Collection entries:

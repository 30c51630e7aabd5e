mod cmd;
mod exit;
mod logging;
mod output;

use clap::Parser;

use crate::cmd::Command;
use crate::logging::{init_logging, LogFormat, LogLevel};
use crate::output::OutputFormat;

#[derive(Parser, Debug)]
#[command(name = "commlink", version, about = "Serial and TCP equipment link CLI")]
struct Cli {
    /// Output format.
    #[arg(long, value_name = "FORMAT", global = true)]
    format: Option<OutputFormat>,

    /// Log output format (stderr).
    #[arg(
        long,
        value_name = "FORMAT",
        default_value = "text",
        env = "COMMLINK_LOG_FORMAT",
        global = true
    )]
    log_format: LogFormat,

    /// Minimum log level (stderr).
    #[arg(
        long,
        value_name = "LEVEL",
        default_value = "info",
        env = "COMMLINK_LOG_LEVEL",
        global = true
    )]
    log_level: LogLevel,

    #[command(subcommand)]
    command: Command,
}

fn main() {
    let cli = Cli::parse();
    init_logging(cli.log_format, cli.log_level);

    let format = cli.format.unwrap_or_else(OutputFormat::default_for_stdout);
    let result = cmd::run(cli.command, format);

    match result {
        Ok(code) => std::process::exit(code),
        Err(err) => {
            eprintln!("error: {err}");
            std::process::exit(err.code);
        }
    }
}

The task
What must be returned is the line with "let result = cmd::run(cli.command, format);" plus every line after it to the end of the entries, exactly as they appear.

Answer to this task
    let result = cmd::run(cli.command, format);

    match result {
        Ok(code) => std::process::exit(code),
        Err(err) => {
            eprintln!("error: {err}");
            std::process::exit(err.code);
        }
    }
}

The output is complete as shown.